Extracted information: Begin
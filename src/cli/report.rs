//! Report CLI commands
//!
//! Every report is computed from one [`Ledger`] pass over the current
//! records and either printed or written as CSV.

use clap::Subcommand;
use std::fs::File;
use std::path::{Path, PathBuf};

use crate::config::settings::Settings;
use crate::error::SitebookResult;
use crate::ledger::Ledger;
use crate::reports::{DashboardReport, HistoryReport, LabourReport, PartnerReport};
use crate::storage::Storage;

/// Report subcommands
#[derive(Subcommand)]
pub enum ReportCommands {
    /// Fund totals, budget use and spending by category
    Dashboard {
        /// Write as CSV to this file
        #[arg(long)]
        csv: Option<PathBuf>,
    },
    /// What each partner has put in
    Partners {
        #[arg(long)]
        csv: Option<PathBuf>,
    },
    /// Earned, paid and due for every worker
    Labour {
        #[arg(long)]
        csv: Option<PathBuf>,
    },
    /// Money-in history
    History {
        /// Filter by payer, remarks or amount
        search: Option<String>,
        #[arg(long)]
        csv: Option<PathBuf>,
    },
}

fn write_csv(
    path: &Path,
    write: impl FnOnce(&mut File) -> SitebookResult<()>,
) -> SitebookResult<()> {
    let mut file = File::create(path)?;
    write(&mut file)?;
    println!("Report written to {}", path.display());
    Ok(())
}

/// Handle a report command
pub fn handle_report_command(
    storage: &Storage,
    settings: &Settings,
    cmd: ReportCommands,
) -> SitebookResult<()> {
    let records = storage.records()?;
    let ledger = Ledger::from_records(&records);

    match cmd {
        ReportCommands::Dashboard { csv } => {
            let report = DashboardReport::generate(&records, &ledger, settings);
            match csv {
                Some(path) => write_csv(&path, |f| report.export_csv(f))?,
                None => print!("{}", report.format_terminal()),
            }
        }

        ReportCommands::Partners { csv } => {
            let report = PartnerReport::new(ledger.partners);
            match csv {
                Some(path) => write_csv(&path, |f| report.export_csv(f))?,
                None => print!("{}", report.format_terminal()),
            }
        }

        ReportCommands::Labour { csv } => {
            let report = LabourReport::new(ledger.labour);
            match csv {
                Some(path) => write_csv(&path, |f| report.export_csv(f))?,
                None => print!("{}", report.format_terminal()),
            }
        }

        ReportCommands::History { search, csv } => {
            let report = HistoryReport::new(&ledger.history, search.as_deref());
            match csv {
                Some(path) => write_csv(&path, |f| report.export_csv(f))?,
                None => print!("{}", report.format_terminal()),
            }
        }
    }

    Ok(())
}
Extracted information: End
Extracted information: Begin
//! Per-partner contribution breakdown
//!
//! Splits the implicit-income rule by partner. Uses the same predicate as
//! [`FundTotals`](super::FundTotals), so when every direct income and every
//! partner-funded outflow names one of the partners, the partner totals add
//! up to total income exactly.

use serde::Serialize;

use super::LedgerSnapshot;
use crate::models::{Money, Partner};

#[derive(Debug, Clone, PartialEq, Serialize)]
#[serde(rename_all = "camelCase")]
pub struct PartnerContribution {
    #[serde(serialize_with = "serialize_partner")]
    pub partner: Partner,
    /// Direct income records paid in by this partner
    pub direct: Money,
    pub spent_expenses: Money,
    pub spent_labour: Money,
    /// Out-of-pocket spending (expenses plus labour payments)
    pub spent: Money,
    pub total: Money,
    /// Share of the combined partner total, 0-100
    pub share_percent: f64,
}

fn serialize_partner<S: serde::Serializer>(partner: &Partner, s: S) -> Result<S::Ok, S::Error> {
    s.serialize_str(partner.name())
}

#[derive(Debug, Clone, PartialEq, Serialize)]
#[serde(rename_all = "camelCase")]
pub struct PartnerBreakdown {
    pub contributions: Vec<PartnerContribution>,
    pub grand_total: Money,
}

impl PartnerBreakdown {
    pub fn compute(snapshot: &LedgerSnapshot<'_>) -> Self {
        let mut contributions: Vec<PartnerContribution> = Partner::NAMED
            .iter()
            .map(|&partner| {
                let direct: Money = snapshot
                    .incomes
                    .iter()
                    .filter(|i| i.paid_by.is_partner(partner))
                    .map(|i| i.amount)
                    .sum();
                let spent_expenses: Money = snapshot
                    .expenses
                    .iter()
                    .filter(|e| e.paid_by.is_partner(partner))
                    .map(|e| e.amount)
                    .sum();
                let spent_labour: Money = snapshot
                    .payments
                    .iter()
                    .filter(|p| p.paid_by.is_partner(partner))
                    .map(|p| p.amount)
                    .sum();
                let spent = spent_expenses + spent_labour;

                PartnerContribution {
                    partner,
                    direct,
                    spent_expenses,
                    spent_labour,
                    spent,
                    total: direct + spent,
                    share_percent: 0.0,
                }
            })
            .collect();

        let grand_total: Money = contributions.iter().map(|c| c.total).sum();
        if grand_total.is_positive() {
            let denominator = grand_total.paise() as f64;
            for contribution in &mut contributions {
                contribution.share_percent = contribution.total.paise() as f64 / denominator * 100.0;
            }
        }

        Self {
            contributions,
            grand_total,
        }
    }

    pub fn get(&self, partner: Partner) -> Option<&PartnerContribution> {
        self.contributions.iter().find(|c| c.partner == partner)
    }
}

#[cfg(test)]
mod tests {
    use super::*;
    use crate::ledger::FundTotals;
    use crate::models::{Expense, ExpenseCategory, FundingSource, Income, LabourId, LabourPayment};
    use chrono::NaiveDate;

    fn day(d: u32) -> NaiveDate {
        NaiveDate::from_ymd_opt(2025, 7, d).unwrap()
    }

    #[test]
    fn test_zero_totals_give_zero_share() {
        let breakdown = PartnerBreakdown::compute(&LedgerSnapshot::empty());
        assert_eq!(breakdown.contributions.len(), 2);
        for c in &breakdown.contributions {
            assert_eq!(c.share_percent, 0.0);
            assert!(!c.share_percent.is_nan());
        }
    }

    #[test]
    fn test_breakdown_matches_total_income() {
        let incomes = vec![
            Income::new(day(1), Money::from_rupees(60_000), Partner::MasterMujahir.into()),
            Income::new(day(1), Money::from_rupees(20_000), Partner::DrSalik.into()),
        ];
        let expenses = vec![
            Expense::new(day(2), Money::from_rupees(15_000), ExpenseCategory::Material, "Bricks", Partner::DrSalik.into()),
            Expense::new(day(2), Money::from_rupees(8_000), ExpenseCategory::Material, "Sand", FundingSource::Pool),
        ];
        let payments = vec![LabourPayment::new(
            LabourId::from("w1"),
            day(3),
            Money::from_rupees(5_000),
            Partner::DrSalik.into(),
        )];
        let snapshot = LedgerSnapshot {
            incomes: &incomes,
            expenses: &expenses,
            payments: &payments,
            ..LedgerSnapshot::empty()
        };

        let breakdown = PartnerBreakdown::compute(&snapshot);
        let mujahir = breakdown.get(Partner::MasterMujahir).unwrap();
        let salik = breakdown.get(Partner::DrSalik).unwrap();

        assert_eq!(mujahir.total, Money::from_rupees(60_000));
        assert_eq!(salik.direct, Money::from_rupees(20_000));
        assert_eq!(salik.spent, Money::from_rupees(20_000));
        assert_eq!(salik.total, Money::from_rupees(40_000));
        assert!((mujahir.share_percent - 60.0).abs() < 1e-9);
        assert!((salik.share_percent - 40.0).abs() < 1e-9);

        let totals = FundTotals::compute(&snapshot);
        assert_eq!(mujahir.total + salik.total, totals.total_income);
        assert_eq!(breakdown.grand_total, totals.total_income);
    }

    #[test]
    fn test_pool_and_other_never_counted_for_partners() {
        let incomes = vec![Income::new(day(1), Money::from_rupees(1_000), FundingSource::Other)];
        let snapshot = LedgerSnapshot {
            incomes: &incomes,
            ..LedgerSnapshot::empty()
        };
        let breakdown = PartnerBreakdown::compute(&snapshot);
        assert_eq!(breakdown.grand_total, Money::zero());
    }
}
Extracted information: End
#### Directions for this task:
Reproduce exactly the stretch of the material above that starts at the line with "use clap::Subcommand;" and ends at the line with "let ledger = Ledger::from_records(&records);", both included, and nothing else.

#### Output below:
use clap::Subcommand;
use std::fs::File;
use std::path::{Path, PathBuf};

use crate::config::settings::Settings;
use crate::error::SitebookResult;
use crate::ledger::Ledger;
use crate::reports::{DashboardReport, HistoryReport, LabourReport, PartnerReport};
use crate::storage::Storage;

/// Report subcommands
#[derive(Subcommand)]
pub enum ReportCommands {
    /// Fund totals, budget use and spending by category
    Dashboard {
        /// Write as CSV to this file
        #[arg(long)]
        csv: Option<PathBuf>,
    },
    /// What each partner has put in
    Partners {
        #[arg(long)]
        csv: Option<PathBuf>,
    },
    /// Earned, paid and due for every worker
    Labour {
        #[arg(long)]
        csv: Option<PathBuf>,
    },
    /// Money-in history
    History {
        /// Filter by payer, remarks or amount
        search: Option<String>,
        #[arg(long)]
        csv: Option<PathBuf>,
    },
}

fn write_csv(
    path: &Path,
    write: impl FnOnce(&mut File) -> SitebookResult<()>,
) -> SitebookResult<()> {
    let mut file = File::create(path)?;
    write(&mut file)?;
    println!("Report written to {}", path.display());
    Ok(())
}

/// Handle a report command
pub fn handle_report_command(
    storage: &Storage,
    settings: &Settings,
    cmd: ReportCommands,
) -> SitebookResult<()> {
    let records = storage.records()?;
    let ledger = Ledger::from_records(&records);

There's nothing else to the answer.